Instructions to follow: Every entry has to be output exactly, with none skipped.

Saved data entries

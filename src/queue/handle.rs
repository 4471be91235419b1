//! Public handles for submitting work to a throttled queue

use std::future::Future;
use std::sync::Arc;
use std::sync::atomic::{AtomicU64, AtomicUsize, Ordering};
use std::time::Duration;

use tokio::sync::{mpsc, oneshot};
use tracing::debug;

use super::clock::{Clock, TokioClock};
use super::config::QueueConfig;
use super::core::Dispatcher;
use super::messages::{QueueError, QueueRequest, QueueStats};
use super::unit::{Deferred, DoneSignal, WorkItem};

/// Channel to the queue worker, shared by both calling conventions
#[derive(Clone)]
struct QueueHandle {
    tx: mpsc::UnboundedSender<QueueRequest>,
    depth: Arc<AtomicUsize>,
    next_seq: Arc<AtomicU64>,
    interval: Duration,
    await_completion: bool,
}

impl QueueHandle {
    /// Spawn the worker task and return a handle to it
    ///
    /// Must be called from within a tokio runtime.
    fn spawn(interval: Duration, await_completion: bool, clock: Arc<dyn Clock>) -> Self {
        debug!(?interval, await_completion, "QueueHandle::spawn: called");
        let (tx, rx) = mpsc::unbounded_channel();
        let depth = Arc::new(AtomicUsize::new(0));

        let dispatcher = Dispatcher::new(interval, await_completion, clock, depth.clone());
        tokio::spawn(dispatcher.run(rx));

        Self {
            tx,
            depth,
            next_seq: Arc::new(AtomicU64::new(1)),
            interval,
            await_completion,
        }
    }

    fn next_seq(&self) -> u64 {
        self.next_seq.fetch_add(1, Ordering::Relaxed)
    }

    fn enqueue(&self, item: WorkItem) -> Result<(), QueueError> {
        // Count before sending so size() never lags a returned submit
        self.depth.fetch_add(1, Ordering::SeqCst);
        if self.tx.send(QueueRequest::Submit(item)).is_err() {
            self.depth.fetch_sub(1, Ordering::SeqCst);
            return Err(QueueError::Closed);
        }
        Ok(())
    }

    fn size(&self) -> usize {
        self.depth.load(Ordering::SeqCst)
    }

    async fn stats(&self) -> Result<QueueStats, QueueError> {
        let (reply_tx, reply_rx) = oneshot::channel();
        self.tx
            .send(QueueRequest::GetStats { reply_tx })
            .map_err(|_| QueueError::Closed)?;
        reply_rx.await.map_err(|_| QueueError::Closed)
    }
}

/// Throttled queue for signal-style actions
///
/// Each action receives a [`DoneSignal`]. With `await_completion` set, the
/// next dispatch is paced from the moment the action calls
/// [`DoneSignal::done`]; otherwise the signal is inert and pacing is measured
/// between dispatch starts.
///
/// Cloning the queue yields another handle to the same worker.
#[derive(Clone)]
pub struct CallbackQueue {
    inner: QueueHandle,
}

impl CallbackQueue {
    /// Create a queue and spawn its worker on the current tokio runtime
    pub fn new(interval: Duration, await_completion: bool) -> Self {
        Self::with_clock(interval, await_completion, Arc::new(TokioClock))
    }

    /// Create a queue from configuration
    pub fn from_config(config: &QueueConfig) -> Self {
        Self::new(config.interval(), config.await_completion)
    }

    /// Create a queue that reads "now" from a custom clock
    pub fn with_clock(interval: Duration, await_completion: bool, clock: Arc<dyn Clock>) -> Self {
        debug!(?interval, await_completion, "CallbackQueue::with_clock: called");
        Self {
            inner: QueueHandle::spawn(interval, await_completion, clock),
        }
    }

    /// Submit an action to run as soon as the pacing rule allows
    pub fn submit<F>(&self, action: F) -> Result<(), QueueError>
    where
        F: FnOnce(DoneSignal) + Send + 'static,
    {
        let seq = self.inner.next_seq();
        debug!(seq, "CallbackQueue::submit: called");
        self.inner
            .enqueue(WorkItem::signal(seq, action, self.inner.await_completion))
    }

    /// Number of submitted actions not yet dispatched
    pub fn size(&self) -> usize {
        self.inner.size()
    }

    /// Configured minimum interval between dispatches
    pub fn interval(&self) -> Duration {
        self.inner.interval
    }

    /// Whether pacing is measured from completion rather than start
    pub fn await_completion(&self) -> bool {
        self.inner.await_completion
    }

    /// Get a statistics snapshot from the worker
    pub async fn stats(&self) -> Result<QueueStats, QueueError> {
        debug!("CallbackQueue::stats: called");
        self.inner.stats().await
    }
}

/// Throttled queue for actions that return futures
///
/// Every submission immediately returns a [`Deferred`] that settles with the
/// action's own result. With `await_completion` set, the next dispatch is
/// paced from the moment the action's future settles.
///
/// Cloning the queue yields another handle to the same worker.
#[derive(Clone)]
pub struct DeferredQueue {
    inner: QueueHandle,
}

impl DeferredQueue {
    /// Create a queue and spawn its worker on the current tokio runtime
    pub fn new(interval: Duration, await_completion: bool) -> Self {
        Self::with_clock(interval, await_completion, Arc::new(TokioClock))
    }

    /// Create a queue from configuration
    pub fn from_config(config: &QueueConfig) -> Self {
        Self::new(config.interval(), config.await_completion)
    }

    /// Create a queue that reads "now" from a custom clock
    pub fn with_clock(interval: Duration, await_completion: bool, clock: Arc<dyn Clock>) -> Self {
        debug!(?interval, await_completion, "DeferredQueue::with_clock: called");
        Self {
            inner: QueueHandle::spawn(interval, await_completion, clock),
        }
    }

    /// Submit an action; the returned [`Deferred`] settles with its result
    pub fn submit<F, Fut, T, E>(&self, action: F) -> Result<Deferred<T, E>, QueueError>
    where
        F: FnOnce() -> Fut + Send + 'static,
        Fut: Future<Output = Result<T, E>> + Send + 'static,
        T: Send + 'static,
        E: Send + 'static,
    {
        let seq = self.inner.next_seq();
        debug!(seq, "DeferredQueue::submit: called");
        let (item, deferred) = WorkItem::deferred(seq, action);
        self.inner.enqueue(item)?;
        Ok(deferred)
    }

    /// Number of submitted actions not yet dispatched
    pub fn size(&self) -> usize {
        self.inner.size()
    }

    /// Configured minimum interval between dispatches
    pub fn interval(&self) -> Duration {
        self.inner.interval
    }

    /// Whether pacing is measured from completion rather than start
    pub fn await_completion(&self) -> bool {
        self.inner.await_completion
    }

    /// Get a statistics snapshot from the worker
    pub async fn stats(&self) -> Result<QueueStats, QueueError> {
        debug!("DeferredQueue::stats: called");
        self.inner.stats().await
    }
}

Output below:
filename src/queue/handle.rs
repository 4471be91235419b1
//! Public handles for submitting work to a throttled queue

use std::future::Future;
use std::sync::Arc;
use std::sync::atomic::{AtomicU64, AtomicUsize, Ordering};
use std::time::Duration;

use tokio::sync::{mpsc, oneshot};
use tracing::debug;

use super::clock::{Clock, TokioClock};
use super::config::QueueConfig;
use super::core::Dispatcher;
use super::messages::{QueueError, QueueRequest, QueueStats};
use super::unit::{Deferred, DoneSignal, WorkItem};

/// Channel to the queue worker, shared by both calling conventions
#[derive(Clone)]
struct QueueHandle {
    tx: mpsc::UnboundedSender<QueueRequest>,
    depth: Arc<AtomicUsize>,
    next_seq: Arc<AtomicU64>,
    interval: Duration,
    await_completion: bool,
}

impl QueueHandle {
    /// Spawn the worker task and return a handle to it
    ///
    /// Must be called from within a tokio runtime.
    fn spawn(interval: Duration, await_completion: bool, clock: Arc<dyn Clock>) -> Self {
        debug!(?interval, await_completion, "QueueHandle::spawn: called");
        let (tx, rx) = mpsc::unbounded_channel();
        let depth = Arc::new(AtomicUsize::new(0));

        let dispatcher = Dispatcher::new(interval, await_completion, clock, depth.clone());
        tokio::spawn(dispatcher.run(rx));

        Self {
            tx,
            depth,
            next_seq: Arc::new(AtomicU64::new(1)),
            interval,
            await_completion,
        }
    }

    fn next_seq(&self) -> u64 {
        self.next_seq.fetch_add(1, Ordering::Relaxed)
    }

    fn enqueue(&self, item: WorkItem) -> Result<(), QueueError> {
        // Count before sending so size() never lags a returned submit
        self.depth.fetch_add(1, Ordering::SeqCst);
        if self.tx.send(QueueRequest::Submit(item)).is_err() {
            self.depth.fetch_sub(1, Ordering::SeqCst);
            return Err(QueueError::Closed);
        }
        Ok(())
    }

    fn size(&self) -> usize {
        self.depth.load(Ordering::SeqCst)
    }

    async fn stats(&self) -> Result<QueueStats, QueueError> {
        let (reply_tx, reply_rx) = oneshot::channel();
        self.tx
            .send(QueueRequest::GetStats { reply_tx })
            .map_err(|_| QueueError::Closed)?;
        reply_rx.await.map_err(|_| QueueError::Closed)
    }
}

/// Throttled queue for signal-style actions
///
/// Each action receives a [`DoneSignal`]. With `await_completion` set, the
/// next dispatch is paced from the moment the action calls
/// [`DoneSignal::done`]; otherwise the signal is inert and pacing is measured
/// between dispatch starts.
///
/// Cloning the queue yields another handle to the same worker.
#[derive(Clone)]
pub struct CallbackQueue {
    inner: QueueHandle,
}

impl CallbackQueue {
    /// Create a queue and spawn its worker on the current tokio runtime
    pub fn new(interval: Duration, await_completion: bool) -> Self {
        Self::with_clock(interval, await_completion, Arc::new(TokioClock))
    }

    /// Create a queue from configuration
    pub fn from_config(config: &QueueConfig) -> Self {
        Self::new(config.interval(), config.await_completion)
    }

    /// Create a queue that reads "now" from a custom clock
    pub fn with_clock(interval: Duration, await_completion: bool, clock: Arc<dyn Clock>) -> Self {
        debug!(?interval, await_completion, "CallbackQueue::with_clock: called");
        Self {
            inner: QueueHandle::spawn(interval, await_completion, clock),
        }
    }

    /// Submit an action to run as soon as the pacing rule allows
    pub fn submit<F>(&self, action: F) -> Result<(), QueueError>
    where
        F: FnOnce(DoneSignal) + Send + 'static,
    {
        let seq = self.inner.next_seq();
        debug!(seq, "CallbackQueue::submit: called");
        self.inner
            .enqueue(WorkItem::signal(seq, action, self.inner.await_completion))
    }

    /// Number of submitted actions not yet dispatched
    pub fn size(&self) -> usize {
        self.inner.size()
    }

    /// Configured minimum interval between dispatches
    pub fn interval(&self) -> Duration {
        self.inner.interval
    }

    /// Whether pacing is measured from completion rather than start
    pub fn await_completion(&self) -> bool {
        self.inner.await_completion
    }

    /// Get a statistics snapshot from the worker
    pub async fn stats(&self) -> Result<QueueStats, QueueError> {
        debug!("CallbackQueue::stats: called");
        self.inner.stats().await
    }
}

/// Throttled queue for actions that return futures
///
/// Every submission immediately returns a [`Deferred`] that settles with the
/// action's own result. With `await_completion` set, the next dispatch is
/// paced from the moment the action's future settles.
///
/// Cloning the queue yields another handle to the same worker.
#[derive(Clone)]
pub struct DeferredQueue {
    inner: QueueHandle,
}

impl DeferredQueue {
    /// Create a queue and spawn its worker on the current tokio runtime
    pub fn new(interval: Duration, await_completion: bool) -> Self {
        Self::with_clock(interval, await_completion, Arc::new(TokioClock))
    }

    /// Create a queue from configuration
    pub fn from_config(config: &QueueConfig) -> Self {
        Self::new(config.interval(), config.await_completion)
    }

    /// Create a queue that reads "now" from a custom clock
    pub fn with_clock(interval: Duration, await_completion: bool, clock: Arc<dyn Clock>) -> Self {
        debug!(?interval, await_completion, "DeferredQueue::with_clock: called");
        Self {
            inner: QueueHandle::spawn(interval, await_completion, clock),
        }
    }

    /// Submit an action; the returned [`Deferred`] settles with its result
    pub fn submit<F, Fut, T, E>(&self, action: F) -> Result<Deferred<T, E>, QueueError>
    where
        F: FnOnce() -> Fut + Send + 'static,
        Fut: Future<Output = Result<T, E>> + Send + 'static,
        T: Send + 'static,
        E: Send + 'static,
    {
        let seq = self.inner.next_seq();
        debug!(seq, "DeferredQueue::submit: called");
        let (item, deferred) = WorkItem::deferred(seq, action);
        self.inner.enqueue(item)?;
        Ok(deferred)
    }

    /// Number of submitted actions not yet dispatched
    pub fn size(&self) -> usize {
        self.inner.size()
    }

    /// Configured minimum interval between dispatches
    pub fn interval(&self) -> Duration {
        self.inner.interval
    }

    /// Whether pacing is measured from completion rather than start
    pub fn await_completion(&self) -> bool {
        self.inner.await_completion
    }

    /// Get a statistics snapshot from the worker
    pub async fn stats(&self) -> Result<QueueStats, QueueError> {
        debug!("DeferredQueue::stats: called");
        self.inner.stats().await
    }
}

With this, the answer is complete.